The meat industry was ready with its response.

Even before the International Agency for Research on Cancer issued its determination that processed meats such as sausage definitely cause cancer, and that red meat probably does, the North American Meat Institute had a statement waiting to go.

"IARC Meat Vote Is Dramatic and Alarmist Overreach," the statement was headlined.

"IARC says you can enjoy your yoga class, but don’t breathe air," the group added, apparently referring to an IARC report that found air pollution can cause cancer.

“IARC says you can enjoy your yoga class, but don’t breathe air."

The vegan advocacy group People for the Ethical Treatment of Animals (PETA) was equally ready.

"Since the World Health Organization confirms that eating bacon, hot dogs, ham, and other processed meats causes cancer, PETA is offering a free vegan starter kit and a personal vegan mentor to anyone ready to ward off cancer as well as a slew of other health issues by going vegan," the group said in a gleeful email.

"Our lives may just depend on choosing a veggie burger over a bratwurst, and PETA's seasoned vegan mentors are standing by to help with a wealth of information on healthy, easy-to-find meat-free meals to enjoy at home or out on the town."

It's a big market to fight over. In 2012, the average American consumed 71.2 pounds of red meat, according to the U.S. Department of Agriculture. And most experts expect the U.S. public to cling stubbornly to their beloved bacon, sausages and burgers.

Health groups had been expecting the public relations battle, however. Meat industry representatives had been allowed to sit in on the IARC’s deliberations, and they’ve been fighting the medical reports about the health effects of meat for decades.

"Sadly, IARC’s report has already provoked new hysteria from the meat industry and is likely to stir up its allies in Congress," said Bonnie Liebman, nutrition director for the Center for Science in the Public Interest.

"They will follow the playbook of all industries that feel they are under attack — asbestos, tobacco, and coal are three that come to mind — and shout from the rooftops that the science is in doubt. It’s not," she added.

"The meat industry, which is attacking the IARC, has less credibility than the Flat Earth Society. IARC is the gold standard for rigor, comprehensiveness, and reasonableness — all qualities in short supply in the meat industry and its friends in Congress.”

Eating less meat is also good for the environment, said the Natural Resource Defense Council, which points out that raising crops to feed to food animals consumes many times more water than raising crops for human food.

"If history is any guide, expect Big Meat to push back hard on the new IARC classification. It will likely try and raise doubt on the well-considered opinions of nutrition and health experts," said Dr. David Wallinga, the group's senior health officer.

"Bottom line: Eat less and better meat. Better for you, better for the planet."

As Americans worried out loud over whether they must stop eating bacon altogether, cancer research groups pointed out that they have been telling people to cut back on meat for a while now.

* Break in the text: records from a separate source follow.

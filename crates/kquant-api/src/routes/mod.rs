//! API 라우트.

pub mod health;
pub mod portfolio;
pub mod sizing;

use crate::state::AppState;
use axum::extract::State;
use axum::http::StatusCode;
use axum::response::IntoResponse;
use std::sync::Arc;

/// GET /metrics — Prometheus 텍스트.
pub async fn metrics_endpoint(State(state): State<Arc<AppState>>) -> impl IntoResponse {
    match &state.metrics {
        Some(handle) => (StatusCode::OK, handle.render()).into_response(),
        None => (StatusCode::NOT_FOUND, "metrics recorder not installed").into_response(),
    }
}
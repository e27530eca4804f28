//! 스케줄러 실행 루프.
//!
//! 제어 루프는 단일 태스크입니다. 작업 실행만 바운디드 워커 풀
//! (세마포어)로 나가고, 작업별 `max_instances = 1`이 적용됩니다.

use crate::job::{misfire_decision, JobSpec, MisfireDecision};
use chrono::{NaiveDateTime, Utc};
use kquant_calendar::{to_kst, KrxCalendar};
use serde::{Deserialize, Serialize};
use std::sync::atomic::{AtomicBool, Ordering};
use std::sync::Arc;
use thiserror::Error;
use tokio::sync::{RwLock, Semaphore};
use tokio::task::JoinSet;
use tokio_util::sync::CancellationToken;
use tracing::{debug, error, info, warn};

/// 스테이지 실행 에러.
#[derive(Debug, Error)]
pub enum StageError {
    /// 일시적 외부 장애 (재시도 대상)
    #[error("Transient failure: {0}")]
    Transient(String),

    /// 데이터 없음/오래됨 (이번 발화는 건너뜀)
    #[error("Data unavailable: {0}")]
    DataUnavailable(String),

    /// 스테이지 내부 실패 (해당 스테이지에 국한)
    #[error("Stage failed: {0}")]
    Failed(String),

    /// 취소됨
    #[error("Cancelled")]
    Cancelled,
}

impl From<kquant_core::KquantError> for StageError {
    fn from(err: kquant_core::KquantError) -> Self {
        if err.is_retryable() {
            StageError::Transient(err.to_string())
        } else {
            StageError::Failed(err.to_string())
        }
    }
}

/// 작업 실행 컨텍스트.
#[derive(Clone)]
pub struct JobContext {
    /// 협조적 취소 토큰. 스테이지는 자연스러운 안전 지점(종목 단위,
    /// 포지션 단위)마다 이 토큰을 확인해야 합니다.
    pub cancel: CancellationToken,
    /// 발화 시각
    pub fired_at: chrono::DateTime<Utc>,
}

impl JobContext {
    /// 취소 여부를 확인합니다 (안전 지점용).
    pub fn is_cancelled(&self) -> bool {
        self.cancel.is_cancelled()
    }
}

/// 작업 실행기.
#[async_trait::async_trait]
pub trait JobRunner: Send + Sync {
    /// 작업을 실행합니다.
    async fn run(&self, ctx: JobContext) -> Result<(), StageError>;
}

/// 작업 상태 (운영 조회용).
#[derive(Debug, Clone, Serialize, Deserialize)]
pub struct JobStatus {
    /// 작업 ID
    pub id: String,
    /// 표시 이름
    pub name: String,
    /// 다음 발화 시각 (KST)
    pub next_fire_kst: NaiveDateTime,
    /// 실행 중 여부
    pub in_flight: bool,
}

struct ScheduledJob {
    spec: JobSpec,
    runner: Arc<dyn JobRunner>,
    /// 다음 발화 시각. 관리 핸들이 루프 실행 중에도 읽을 수 있도록
    /// 공유 상태로 둔다.
    next_fire: Arc<RwLock<NaiveDateTime>>,
    in_flight: Arc<AtomicBool>,
}

/// 실행 중인 스케줄러를 조회/조작하는 핸들.
///
/// 데몬의 관리 HTTP 표면이 사용합니다. 루프와 상태를 공유하므로
/// 어느 시점에 읽어도 일관된 다음 발화 시각이 보입니다.
#[derive(Clone)]
pub struct SchedulerHandle {
    jobs: Arc<Vec<JobHandle>>,
    cancel: CancellationToken,
}

struct JobHandle {
    id: &'static str,
    name: String,
    runner: Arc<dyn JobRunner>,
    next_fire: Arc<RwLock<NaiveDateTime>>,
    in_flight: Arc<AtomicBool>,
}

impl SchedulerHandle {
    /// 작업 상태 목록을 반환합니다.
    pub async fn status(&self) -> Vec<JobStatus> {
        let mut statuses = Vec::with_capacity(self.jobs.len());
        for job in self.jobs.iter() {
            statuses.push(JobStatus {
                id: job.id.to_string(),
                name: job.name.clone(),
                next_fire_kst: *job.next_fire.read().await,
                in_flight: job.in_flight.load(Ordering::SeqCst),
            });
        }
        statuses
    }

    /// 작업을 즉시 실행합니다 (운영자 수동 트리거).
    ///
    /// 이미 실행 중인 작업은 `max_instances = 1` 규칙에 따라 거부합니다.
    pub async fn run_job_now(&self, job_id: &str) -> Result<(), StageError> {
        let job = self
            .jobs
            .iter()
            .find(|j| j.id == job_id)
            .ok_or_else(|| StageError::Failed(format!("unknown job: {}", job_id)))?;

        if job.in_flight.swap(true, Ordering::SeqCst) {
            return Err(StageError::Failed(format!("job already running: {}", job_id)));
        }
        info!(job = job_id, "Manual trigger");
        let result = job
            .runner
            .run(JobContext {
                cancel: self.cancel.clone(),
                fired_at: Utc::now(),
            })
            .await;
        job.in_flight.store(false, Ordering::SeqCst);
        result
    }
}

/// 협조적 스케줄러.
pub struct Scheduler {
    jobs: Vec<ScheduledJob>,
    calendar: Arc<KrxCalendar>,
    workers: Arc<Semaphore>,
    cancel: CancellationToken,
    shutdown_deadline: std::time::Duration,
}

impl Scheduler {
    /// 스케줄러를 생성합니다.
    pub fn new(
        calendar: Arc<KrxCalendar>,
        max_workers: usize,
        shutdown_deadline: std::time::Duration,
    ) -> Self {
        Self {
            jobs: Vec::new(),
            calendar,
            workers: Arc::new(Semaphore::new(max_workers)),
            cancel: CancellationToken::new(),
            shutdown_deadline,
        }
    }

    /// 작업을 등록합니다. 첫 발화는 현재 시각 이후로 계산됩니다.
    pub fn add_job(&mut self, spec: JobSpec, runner: Arc<dyn JobRunner>) {
        let now_kst = to_kst(Utc::now()).naive_local();
        let next_fire = spec.trigger.next_fire_after(now_kst);
        info!(job = spec.id, name = %spec.name, next = %next_fire, "Job scheduled");
        self.jobs.push(ScheduledJob {
            spec,
            runner,
            next_fire: Arc::new(RwLock::new(next_fire)),
            in_flight: Arc::new(AtomicBool::new(false)),
        });
    }

    /// 취소 토큰을 반환합니다 (외부 종료 신호 연결용).
    pub fn cancel_token(&self) -> CancellationToken {
        self.cancel.clone()
    }

    /// 상태 조회/수동 트리거용 핸들을 반환합니다.
    ///
    /// 모든 작업을 등록한 뒤에 호출해야 합니다. 핸들은 루프가 도는
    /// 동안에도 유효합니다.
    pub fn handle(&self) -> SchedulerHandle {
        SchedulerHandle {
            jobs: Arc::new(
                self.jobs
                    .iter()
                    .map(|job| JobHandle {
                        id: job.spec.id,
                        name: job.spec.name.clone(),
                        runner: job.runner.clone(),
                        next_fire: job.next_fire.clone(),
                        in_flight: job.in_flight.clone(),
                    })
                    .collect(),
            ),
            cancel: self.cancel.clone(),
        }
    }

    /// 작업 상태 목록을 반환합니다.
    pub async fn status(&self) -> Vec<JobStatus> {
        self.handle().status().await
    }

    /// 작업을 즉시 실행합니다 (운영자 수동 트리거).
    pub async fn run_job_now(&self, job_id: &str) -> Result<(), StageError> {
        self.handle().run_job_now(job_id).await
    }

    /// 스케줄러 루프를 실행합니다. 취소 토큰이 내려올 때까지 돌고,
    /// 종료 시 실행 중 작업을 데드라인까지 기다린 뒤 강제 취소합니다.
    pub async fn run(&mut self) {
        info!(jobs = self.jobs.len(), "Scheduler started");
        let mut join_set: JoinSet<()> = JoinSet::new();

        loop {
            // 완료된 작업 정리
            while join_set.try_join_next().is_some() {}

            let now_kst = to_kst(Utc::now()).naive_local();

            // 발화 시각이 지난 작업 처리
            for job in self.jobs.iter() {
                let scheduled = *job.next_fire.read().await;
                if scheduled > now_kst {
                    continue;
                }

                let decision = misfire_decision(scheduled, now_kst, job.spec.grace);
                // coalesce: 다운타임 동안 몇 번이 쌓였든 다음 발화는
                // 현재 시각 기준으로 한 번만 다시 계산한다
                *job.next_fire.write().await = job.spec.trigger.next_fire_after(now_kst);

                match decision {
                    MisfireDecision::Drop => {
                        warn!(
                            job = job.spec.id,
                            scheduled = %scheduled,
                            "Missed firing dropped (past grace period)"
                        );
                        continue;
                    }
                    MisfireDecision::Run => {}
                }

                // max_instances = 1: 실행 중이면 이번 발화는 억제
                if job.in_flight.load(Ordering::SeqCst) {
                    debug!(job = job.spec.id, "Previous instance still running, suppressed");
                    continue;
                }

                // 캘린더 게이트
                if job.spec.calendar_gated && !self.calendar.is_open(Utc::now()) {
                    debug!(job = job.spec.id, "Market closed, skipped");
                    continue;
                }

                let runner = job.runner.clone();
                let in_flight = job.in_flight.clone();
                let workers = self.workers.clone();
                let cancel = self.cancel.clone();
                let job_id = job.spec.id;

                in_flight.store(true, Ordering::SeqCst);
                join_set.spawn(async move {
                    let _permit = match workers.acquire().await {
                        Ok(permit) => permit,
                        Err(_) => {
                            in_flight.store(false, Ordering::SeqCst);
                            return;
                        }
                    };
                    info!(job = job_id, "Job started");
                    let started = std::time::Instant::now();
                    let result = runner
                        .run(JobContext {
                            cancel,
                            fired_at: Utc::now(),
                        })
                        .await;
                    match result {
                        Ok(()) => info!(
                            job = job_id,
                            elapsed_ms = started.elapsed().as_millis() as u64,
                            "Job finished"
                        ),
                        // 작업 간 독립: 실패는 로그만 남긴다
                        Err(e) => error!(job = job_id, error = %e, "Job failed"),
                    }
                    in_flight.store(false, Ordering::SeqCst);
                });
            }

            // 다음 발화까지 대기 (최대 1분 단위로 재평가)
            let now_kst = to_kst(Utc::now()).naive_local();
            let mut earliest: Option<chrono::Duration> = None;
            for job in self.jobs.iter() {
                let until = *job.next_fire.read().await - now_kst;
                earliest = Some(earliest.map_or(until, |e| e.min(until)));
            }
            let sleep_duration = earliest
                .map(|d| d.to_std().unwrap_or(std::time::Duration::from_secs(1)))
                .unwrap_or(std::time::Duration::from_secs(60))
                .min(std::time::Duration::from_secs(60));

            tokio::select! {
                _ = tokio::time::sleep(sleep_duration) => {}
                _ = self.cancel.cancelled() => {
                    info!("Shutdown signal received, stopping scheduler");
                    break;
                }
            }
        }

        // 종료: 새 발화는 중단된 상태. 실행 중 작업을 데드라인까지 대기.
        let deadline = tokio::time::sleep(self.shutdown_deadline);
        tokio::pin!(deadline);
        loop {
            tokio::select! {
                joined = join_set.join_next() => {
                    if joined.is_none() {
                        break;
                    }
                }
                _ = &mut deadline => {
                    warn!(
                        remaining = join_set.len(),
                        "Shutdown deadline reached, force-cancelling jobs"
                    );
                    join_set.shutdown().await;
                    break;
                }
            }
        }
        info!("Scheduler stopped");
    }
}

"The meat industry, which is attacking the IARC, has less credibility than the Flat Earth Society."

“For years AICR has been recommending that individuals reduce the amount of beef, pork, lamb and other red meats in their diets and avoid processed meats like bacon, sausage and hot dogs," said Susan Higginbotham of the American Institute for Cancer Research.

“The American Cancer Society has recommended limiting consumption of red and processed meat specifically since 2002,” Susan Gapstur of that group said.

Why so much noise now?

One big reason: the U.S. Department of Agriculture and the Food and Drug Administration are due to issue their food guidelines to the U.S. public by the end of the year.

The guidelines, rewritten every five years, are subject to intense lobbying by various industry and health groups and can greatly affect what foods are supplied to schools, as well as what types of foods federal programs will pay for or subsidize.